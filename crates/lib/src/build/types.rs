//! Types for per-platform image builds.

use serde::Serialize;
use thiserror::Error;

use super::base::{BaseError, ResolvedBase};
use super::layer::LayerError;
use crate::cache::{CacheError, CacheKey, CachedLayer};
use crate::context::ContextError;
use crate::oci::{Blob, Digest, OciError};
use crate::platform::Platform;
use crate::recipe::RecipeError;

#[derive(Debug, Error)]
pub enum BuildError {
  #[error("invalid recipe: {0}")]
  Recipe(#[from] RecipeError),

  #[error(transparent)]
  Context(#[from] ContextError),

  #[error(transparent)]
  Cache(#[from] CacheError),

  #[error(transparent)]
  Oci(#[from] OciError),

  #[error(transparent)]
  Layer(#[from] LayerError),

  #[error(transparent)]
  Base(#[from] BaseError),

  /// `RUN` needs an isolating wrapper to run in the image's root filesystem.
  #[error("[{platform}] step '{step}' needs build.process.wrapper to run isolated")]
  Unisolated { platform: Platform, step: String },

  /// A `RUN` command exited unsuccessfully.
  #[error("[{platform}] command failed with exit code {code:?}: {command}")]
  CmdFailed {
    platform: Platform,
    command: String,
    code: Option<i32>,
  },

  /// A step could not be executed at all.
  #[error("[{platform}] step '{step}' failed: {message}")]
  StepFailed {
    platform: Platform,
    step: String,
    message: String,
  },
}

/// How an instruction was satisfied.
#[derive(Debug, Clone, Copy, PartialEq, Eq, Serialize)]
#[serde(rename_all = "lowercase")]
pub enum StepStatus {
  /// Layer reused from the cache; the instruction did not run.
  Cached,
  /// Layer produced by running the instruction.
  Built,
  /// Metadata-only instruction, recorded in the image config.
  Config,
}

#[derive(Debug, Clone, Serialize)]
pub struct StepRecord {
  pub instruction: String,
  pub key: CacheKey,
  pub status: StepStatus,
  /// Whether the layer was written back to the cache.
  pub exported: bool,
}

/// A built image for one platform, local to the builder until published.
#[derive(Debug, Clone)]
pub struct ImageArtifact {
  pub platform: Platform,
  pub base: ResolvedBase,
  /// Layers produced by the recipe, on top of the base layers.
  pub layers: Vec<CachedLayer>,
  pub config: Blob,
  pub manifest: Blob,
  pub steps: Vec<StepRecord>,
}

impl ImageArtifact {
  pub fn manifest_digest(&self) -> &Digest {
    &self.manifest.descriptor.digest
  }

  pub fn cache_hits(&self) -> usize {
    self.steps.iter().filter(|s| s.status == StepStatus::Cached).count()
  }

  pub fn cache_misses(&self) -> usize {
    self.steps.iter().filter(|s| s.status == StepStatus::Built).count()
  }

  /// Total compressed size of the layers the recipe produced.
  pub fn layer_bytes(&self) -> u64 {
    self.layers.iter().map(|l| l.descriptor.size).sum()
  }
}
==
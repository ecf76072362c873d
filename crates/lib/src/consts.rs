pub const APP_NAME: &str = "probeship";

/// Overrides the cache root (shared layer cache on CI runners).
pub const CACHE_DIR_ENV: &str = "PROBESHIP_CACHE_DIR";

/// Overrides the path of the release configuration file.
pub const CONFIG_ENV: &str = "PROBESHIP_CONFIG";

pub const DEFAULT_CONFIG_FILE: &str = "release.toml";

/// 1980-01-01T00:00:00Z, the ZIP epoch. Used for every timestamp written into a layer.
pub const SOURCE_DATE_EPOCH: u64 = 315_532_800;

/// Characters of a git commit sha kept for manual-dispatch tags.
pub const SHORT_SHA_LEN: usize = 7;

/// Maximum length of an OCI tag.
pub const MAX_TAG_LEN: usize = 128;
* * *
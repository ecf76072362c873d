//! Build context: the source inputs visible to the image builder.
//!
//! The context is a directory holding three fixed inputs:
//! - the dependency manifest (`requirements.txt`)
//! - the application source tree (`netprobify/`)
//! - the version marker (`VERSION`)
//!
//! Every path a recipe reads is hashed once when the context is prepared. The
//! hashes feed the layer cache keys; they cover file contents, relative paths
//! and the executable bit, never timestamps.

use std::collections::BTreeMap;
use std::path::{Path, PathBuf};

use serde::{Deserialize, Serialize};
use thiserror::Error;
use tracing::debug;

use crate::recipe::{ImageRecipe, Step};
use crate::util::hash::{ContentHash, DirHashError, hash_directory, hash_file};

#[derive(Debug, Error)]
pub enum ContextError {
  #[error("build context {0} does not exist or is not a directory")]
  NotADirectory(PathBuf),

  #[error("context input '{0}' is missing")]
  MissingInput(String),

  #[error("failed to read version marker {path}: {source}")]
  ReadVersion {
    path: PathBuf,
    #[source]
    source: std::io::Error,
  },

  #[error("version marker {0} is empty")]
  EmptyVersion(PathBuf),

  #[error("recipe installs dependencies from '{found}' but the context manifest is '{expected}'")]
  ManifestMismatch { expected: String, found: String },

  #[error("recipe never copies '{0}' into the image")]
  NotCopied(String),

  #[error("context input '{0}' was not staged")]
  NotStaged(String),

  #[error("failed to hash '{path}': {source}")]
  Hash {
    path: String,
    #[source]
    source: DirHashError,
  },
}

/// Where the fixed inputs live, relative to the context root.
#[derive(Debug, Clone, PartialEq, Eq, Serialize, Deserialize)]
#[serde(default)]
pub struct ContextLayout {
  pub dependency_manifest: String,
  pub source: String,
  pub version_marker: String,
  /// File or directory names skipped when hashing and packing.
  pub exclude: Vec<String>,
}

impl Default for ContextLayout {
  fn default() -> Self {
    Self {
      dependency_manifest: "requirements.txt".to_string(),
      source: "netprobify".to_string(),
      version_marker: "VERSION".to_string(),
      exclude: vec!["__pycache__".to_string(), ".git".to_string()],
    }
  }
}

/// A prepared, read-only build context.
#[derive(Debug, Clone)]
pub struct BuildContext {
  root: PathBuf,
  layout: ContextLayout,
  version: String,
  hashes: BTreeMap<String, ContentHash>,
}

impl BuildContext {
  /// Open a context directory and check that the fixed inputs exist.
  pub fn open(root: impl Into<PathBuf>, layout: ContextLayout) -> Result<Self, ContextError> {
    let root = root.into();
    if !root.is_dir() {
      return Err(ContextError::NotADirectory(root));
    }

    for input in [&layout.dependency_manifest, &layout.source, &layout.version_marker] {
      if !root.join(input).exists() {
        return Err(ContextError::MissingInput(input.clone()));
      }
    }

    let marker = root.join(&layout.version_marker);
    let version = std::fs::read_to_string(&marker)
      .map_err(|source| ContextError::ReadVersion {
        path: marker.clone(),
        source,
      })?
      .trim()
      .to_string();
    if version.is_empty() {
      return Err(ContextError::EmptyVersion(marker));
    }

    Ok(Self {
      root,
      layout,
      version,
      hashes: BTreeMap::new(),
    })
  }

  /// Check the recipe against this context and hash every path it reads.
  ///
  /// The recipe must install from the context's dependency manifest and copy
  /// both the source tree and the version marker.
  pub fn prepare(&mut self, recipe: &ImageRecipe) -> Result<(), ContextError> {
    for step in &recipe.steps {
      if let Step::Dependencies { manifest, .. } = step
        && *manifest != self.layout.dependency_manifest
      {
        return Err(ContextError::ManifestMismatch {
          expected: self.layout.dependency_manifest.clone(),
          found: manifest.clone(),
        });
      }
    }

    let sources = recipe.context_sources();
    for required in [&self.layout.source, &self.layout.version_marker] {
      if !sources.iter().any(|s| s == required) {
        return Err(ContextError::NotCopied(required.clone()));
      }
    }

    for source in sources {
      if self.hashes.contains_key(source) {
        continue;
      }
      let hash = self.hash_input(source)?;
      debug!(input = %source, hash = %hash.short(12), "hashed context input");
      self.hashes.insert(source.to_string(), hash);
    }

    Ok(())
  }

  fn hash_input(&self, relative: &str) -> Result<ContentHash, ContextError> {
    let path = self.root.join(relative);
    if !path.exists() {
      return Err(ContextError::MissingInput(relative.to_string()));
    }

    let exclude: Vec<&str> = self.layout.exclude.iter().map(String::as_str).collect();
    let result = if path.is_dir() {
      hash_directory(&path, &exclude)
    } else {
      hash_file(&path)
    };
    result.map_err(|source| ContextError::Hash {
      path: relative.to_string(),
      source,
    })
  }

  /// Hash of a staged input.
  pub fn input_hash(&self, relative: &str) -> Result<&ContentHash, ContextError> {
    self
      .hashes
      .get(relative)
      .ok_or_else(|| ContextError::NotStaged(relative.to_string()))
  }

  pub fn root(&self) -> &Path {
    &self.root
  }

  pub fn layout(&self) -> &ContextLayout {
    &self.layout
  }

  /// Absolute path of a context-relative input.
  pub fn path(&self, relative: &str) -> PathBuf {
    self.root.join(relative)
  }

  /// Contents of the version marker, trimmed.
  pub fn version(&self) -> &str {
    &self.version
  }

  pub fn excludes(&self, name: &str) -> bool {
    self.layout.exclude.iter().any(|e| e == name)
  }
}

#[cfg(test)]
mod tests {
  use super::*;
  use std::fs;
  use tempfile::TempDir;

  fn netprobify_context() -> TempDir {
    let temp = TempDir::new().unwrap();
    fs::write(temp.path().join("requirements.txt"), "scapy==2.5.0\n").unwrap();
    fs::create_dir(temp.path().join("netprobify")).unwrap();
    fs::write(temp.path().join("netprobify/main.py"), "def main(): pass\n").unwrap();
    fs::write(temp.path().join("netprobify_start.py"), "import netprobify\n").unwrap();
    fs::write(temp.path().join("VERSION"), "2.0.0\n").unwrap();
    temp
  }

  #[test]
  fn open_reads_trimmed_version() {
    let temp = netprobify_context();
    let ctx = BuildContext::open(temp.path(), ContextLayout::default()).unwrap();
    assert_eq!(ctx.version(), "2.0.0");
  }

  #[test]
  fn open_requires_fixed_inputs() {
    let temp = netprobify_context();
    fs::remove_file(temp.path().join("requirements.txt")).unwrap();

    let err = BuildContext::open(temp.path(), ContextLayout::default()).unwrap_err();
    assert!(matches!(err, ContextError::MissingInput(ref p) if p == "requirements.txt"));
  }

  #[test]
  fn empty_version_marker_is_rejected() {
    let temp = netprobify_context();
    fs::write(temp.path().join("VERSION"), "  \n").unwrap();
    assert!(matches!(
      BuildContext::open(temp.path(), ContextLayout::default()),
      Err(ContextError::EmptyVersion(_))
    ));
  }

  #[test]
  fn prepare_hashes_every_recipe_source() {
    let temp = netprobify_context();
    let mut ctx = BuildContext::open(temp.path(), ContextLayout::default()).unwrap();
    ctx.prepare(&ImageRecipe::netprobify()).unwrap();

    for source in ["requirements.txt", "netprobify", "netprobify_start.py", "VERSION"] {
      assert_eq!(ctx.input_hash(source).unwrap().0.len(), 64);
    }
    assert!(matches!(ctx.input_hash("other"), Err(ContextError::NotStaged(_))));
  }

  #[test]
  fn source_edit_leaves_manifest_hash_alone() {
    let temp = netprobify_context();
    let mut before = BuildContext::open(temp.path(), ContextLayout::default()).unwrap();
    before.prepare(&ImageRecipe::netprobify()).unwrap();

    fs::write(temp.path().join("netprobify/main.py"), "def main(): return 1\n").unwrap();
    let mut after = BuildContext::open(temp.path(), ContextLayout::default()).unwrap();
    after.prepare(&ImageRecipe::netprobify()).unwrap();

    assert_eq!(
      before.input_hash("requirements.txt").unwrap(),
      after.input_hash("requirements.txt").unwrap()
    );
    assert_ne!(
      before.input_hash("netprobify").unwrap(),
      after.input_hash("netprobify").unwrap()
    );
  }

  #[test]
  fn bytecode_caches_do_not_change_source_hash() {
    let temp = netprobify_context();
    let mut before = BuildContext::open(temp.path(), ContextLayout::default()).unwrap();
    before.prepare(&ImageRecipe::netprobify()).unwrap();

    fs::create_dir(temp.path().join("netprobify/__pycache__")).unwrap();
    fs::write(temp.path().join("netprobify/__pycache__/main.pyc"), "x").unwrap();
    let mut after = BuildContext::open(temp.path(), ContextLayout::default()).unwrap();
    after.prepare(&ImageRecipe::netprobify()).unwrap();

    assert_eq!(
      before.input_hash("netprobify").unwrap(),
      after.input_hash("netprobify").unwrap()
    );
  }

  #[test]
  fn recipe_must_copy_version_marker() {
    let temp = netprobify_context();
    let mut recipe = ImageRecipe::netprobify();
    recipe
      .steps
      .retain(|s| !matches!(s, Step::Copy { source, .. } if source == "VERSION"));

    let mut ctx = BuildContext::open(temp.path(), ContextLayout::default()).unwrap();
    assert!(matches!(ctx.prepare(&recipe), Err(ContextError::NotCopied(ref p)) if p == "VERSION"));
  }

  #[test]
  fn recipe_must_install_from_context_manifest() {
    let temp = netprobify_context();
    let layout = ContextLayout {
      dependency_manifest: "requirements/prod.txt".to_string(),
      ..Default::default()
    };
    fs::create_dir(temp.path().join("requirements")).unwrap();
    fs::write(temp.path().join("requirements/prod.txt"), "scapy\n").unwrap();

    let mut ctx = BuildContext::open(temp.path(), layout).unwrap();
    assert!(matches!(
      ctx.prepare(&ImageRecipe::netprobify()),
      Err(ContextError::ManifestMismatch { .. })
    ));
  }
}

(EXERCISE PROMPT) Check each line of the data above for the string "layers", then report how many lines have it, with no other words.

(TASK OUTPUT) 4